Task to complete —
Your answer is every line of the material below in which the string "filter" occurs.

Material to process —
impl<S: SessionStore> Lobby<S> {
    #[must_use]
    pub const fn new(store: S, selector: Arc<PuzzleSelector>, config: GameConfig) -> Self {
        Self {
            store,
            selector,
            config,
        }
    }

    #[must_use]
    pub const fn store(&self) -> &S {
        &self.store
    }

    #[must_use]
    pub fn selector(&self) -> &PuzzleSelector {
        &self.selector
    }

    #[must_use]
    pub const fn config(&self) -> &GameConfig {
        &self.config
    }

    /// Handle a command, turning failures into a private reply
    pub fn handle(&mut self, player: &PlayerId, args: &CommandArgs, now: DateTime<Utc>) -> Reply {
        match self.execute(player, args, now) {
            Ok(reply) => reply,
            Err(err) => {
                tracing::warn!(%player, action = %args.action, error = %err, "command rejected");
                Reply::private(err.to_string())
            }
        }
    }

    /// Handle a command
    ///
    /// # Errors
    ///
    /// Returns `LobbyError` when the command can't be carried out; no session
    /// state changes in that case.
    pub fn execute(
        &mut self,
        player: &PlayerId,
        args: &CommandArgs,
        now: DateTime<Utc>,
    ) -> Result<Reply, LobbyError> {
        match args.action {
            Action::Start => self.start(player, args, now),
            Action::Stop => self.stop(player),
            Action::Guess => self.guess_word(player, args),
            Action::Help => Ok(Reply::private(HELP_TEXT)),
        }
    }

    /// Start a new game for the player. Fails if they already have one.
    fn start(
        &mut self,
        player: &PlayerId,
        args: &CommandArgs,
        now: DateTime<Utc>,
    ) -> Result<Reply, LobbyError> {
        if self.store.contains(player)? {
            return Err(LobbyError::AlreadyActive);
        }

        let max_guesses = match args.max_guesses {
            Some(requested) => usize::try_from(requested)
                .ok()
                .filter(|n| (1..=MAX_GUESS_LIMIT).contains(n))
                .ok_or(LobbyError::InvalidMaxGuesses(requested))?,
            None => self.config.max_guesses,
        };

        let puzzle = match args.puzzle_number {
            Some(number) => self.selector.get_specific_solution(number)?,
            None => self.selector.word_of_the_day(&now)?,
        };

        let session = Session::new(puzzle.solution(), max_guesses, puzzle.index())
            .with_scoring(self.config.scoring);
        self.store.save(player, session)?;

        tracing::info!(%player, puzzle = puzzle.number(), max_guesses, "session started");
        Ok(Reply::private(format!(
            "Started Wordle #{} with {max_guesses} guesses. Submit one with `guess <word>`.",
            puzzle.number()
        )))
    }

    fn stop(&mut self, player: &PlayerId) -> Result<Reply, LobbyError> {
        let session = self
            .store
            .delete(player)?
            .ok_or(LobbyError::NoActiveSession)?;

        tracing::info!(%player, puzzle = session.puzzle_number(), "session stopped");
        Ok(Reply::private(format!(
            "Stopped Wordle #{}. The word was {}.",
            session.puzzle_number(),
            session.solution().to_uppercase()
        )))
    }

    fn guess_word(&mut self, player: &PlayerId, args: &CommandArgs) -> Result<Reply, LobbyError> {
        let mut session = self
            .store
            .load(player)?
            .ok_or(LobbyError::NoActiveSession)?;

        let word = args
            .word
            .as_deref()
            .map(str::trim)
            .filter(|w| !w.is_empty())
            .ok_or(LobbyError::MissingWord)?
            .to_lowercase();

        if !self.selector.is_guess_valid(&word) {
            return Err(LobbyError::InvalidGuess(word));
        }

        session.guess(&word)?;

        if session.is_solved() {
            // player solved the puzzle. share it
            self.store.delete(player)?;
            tracing::info!(%player, puzzle = session.puzzle_number(), attempts = session.attempts().len(), "puzzle solved");
            return Ok(Reply {
                private: format!("You guessed the word!\n{}", session.render(true)),
                public: Some(session.share_text()),
            });
        }

        if !session.can_play() {
            // out of tries, a different outcome than solving the puzzle
            self.store.delete(player)?;
            tracing::info!(%player, puzzle = session.puzzle_number(), "out of guesses");
            return Ok(Reply {
                private: format!(
                    "You ran out of guesses! The word was {}.\n{}",
                    session.solution().to_uppercase(),
                    session.render(true)
                ),
                public: Some(session.share_text()),
            });
        }

        let reply = format!(
            "{}\n{} guesses left. Letters used: {}",
            session.render(true),
            session.remaining_guesses(),
            session.format_used_letters()
        );
        self.store.save(player, session)?;
        Ok(Reply::private(reply))
    }
}
//! Command implementations

pub mod lookup;
pub mod score;
pub mod simple;

pub use lookup::{CheckResult, TodayResult, check_word, today};
pub use score::{ScoreResult, score_words};
pub use simple::{LOCAL_PLAYER, run_simple};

Your response —
                .filter(|n| (1..=MAX_GUESS_LIMIT).contains(n))
            .filter(|w| !w.is_empty())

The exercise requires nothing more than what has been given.